Styling himself as a progressive social democrat, Arévalo drew attention in his campaign to the legacy of his father, who was also known for promoting freedom of speech and of the press and for encouraging organized labor to play a political role in the country.
Arévalo was born in Montevideo, Uruguay, where his family lived while his father was in exile, after his successor as president was overthrown in a coup in 1954. He grew up in parts of South America until age 15 when the family returned to Guatemala.
Arévalo, despite his unexpected performance, faces an uphill battle against Torres in the coming weeks. She has broad name recognition and is building on her time as first lady, when she was the face of popular anti-poverty programs, including food assistance and cash transfers for poor families.

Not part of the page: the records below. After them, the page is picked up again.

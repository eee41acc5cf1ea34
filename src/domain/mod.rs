//! Domain types shared by handlers and the storage layer

pub mod grading;
pub mod linking;
pub mod roles;

pub use grading::weighted_score;
pub use linking::LinkOutcome;
pub use roles::RoleKind;
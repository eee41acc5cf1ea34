use sea_orm::entity::prelude::*;
use serde::{Deserialize, Serialize};

/// Student academic profile, optionally linked to a user account
#[derive(Clone, Debug, PartialEq, DeriveEntityModel, Serialize, Deserialize)]
#[sea_orm(table_name = "students")]
#[serde(rename_all = "camelCase")]
pub struct Model {
    #[sea_orm(primary_key, auto_increment = false)]
    pub id: Uuid,

    /// Unique academic identification code
    #[sea_orm(unique)]
    pub matricule: String,

    pub nom: String,
    pub prenom: Option<String>,

    /// `M`, `F` or `Autre`
    pub sexe: Option<String>,
    pub date_naissance: Option<Date>,
    pub lieu_naissance: Option<String>,

    /// Academic or military grade
    pub grade: Option<String>,

    /// Administrative file status: `en_cours`, `complet` or `incomplet`
    pub etat_dossier: String,

    /// Linked user account; unique when present — the store-level arbiter
    /// for concurrent link attempts
    #[sea_orm(unique)]
    pub user_id: Option<Uuid>,

    pub promotion_id: i32,
    pub photo_url: Option<String>,

    #[serde(skip_serializing_if = "Option::is_none")]
    pub deleted_at: Option<DateTimeWithTimeZone>,

    pub created_at: DateTimeWithTimeZone,
    pub updated_at: DateTimeWithTimeZone,
}

#[derive(Copy, Clone, Debug, EnumIter, DeriveRelation)]
pub enum Relation {
    #[sea_orm(
        belongs_to = "super::user::Entity",
        from = "Column::UserId",
        to = "super::user::Column::Id"
    )]
    User,

    #[sea_orm(
        belongs_to = "super::promotion::Entity",
        from = "Column::PromotionId",
        to = "super::promotion::Column::Id"
    )]
    Promotion,

    #[sea_orm(has_many = "super::note::Entity")]
    Notes,

    #[sea_orm(has_many = "super::presence::Entity")]
    Presences,
}

impl Related<super::user::Entity> for Entity {
    fn to() -> RelationDef {
        Relation::User.def()
    }
}

impl Related<super::promotion::Entity> for Entity {
    fn to() -> RelationDef {
        Relation::Promotion.def()
    }
}

impl Related<super::note::Entity> for Entity {
    fn to() -> RelationDef {
        Relation::Notes.def()
    }
}

impl Related<super::presence::Entity> for Entity {
    fn to() -> RelationDef {
        Relation::Presences.def()
    }
}

impl ActiveModelBehavior for ActiveModel {}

Torres can also draw on the support of an establishment unlikely to upend the status quo, which is represented by President Alejandro Giammattei, who was barred by law from seeking reelection to a second term. Some other countries in the region, most notably Mexico, have similar laws.
During Giammattei’s tenure, Guatemala has shifted from being a regional model for its anti-corruption efforts to a country that, like several of its neighbors, has undermined democratic norms.
But Arévalo has also skillfully mounted an insurgent campaign, mixing the deployment of memes with serious positioning on issues like improving public health services. He has repeatedly said that he would recruit prosecutors and judges who had been forced to leave Guatemala as advisers to aid him on tackling corruption.
Some prominent establishment figures questioned Arévalo’s showing, arguing that it had less to do with his appeal than other factors.
“Polls are not credible,” Ricardo Mendez Ruiz, president of the Foundation Against Terrorism, a far-right organization that has sought to discredit anti-corruption judges and prosecutors, wrote on Twitter. “The result is the responsibility of those who encouraged nullified votes. Arévalo has to thank them more than his voters.”
Still, in a country where the winning electoral formula often includes deep-pocketed campaigns, occupying significant broadcast time on national television channels and the blessings of economic elites, Arévalo had “none of those,” said Marielos Chang, a political scientist at the Universidad del Valle in Guatemala City.
“No one would have believed it when the presidential campaign began three months ago, that Bernardo Arévalo would have enough votes to advance,’’ she said.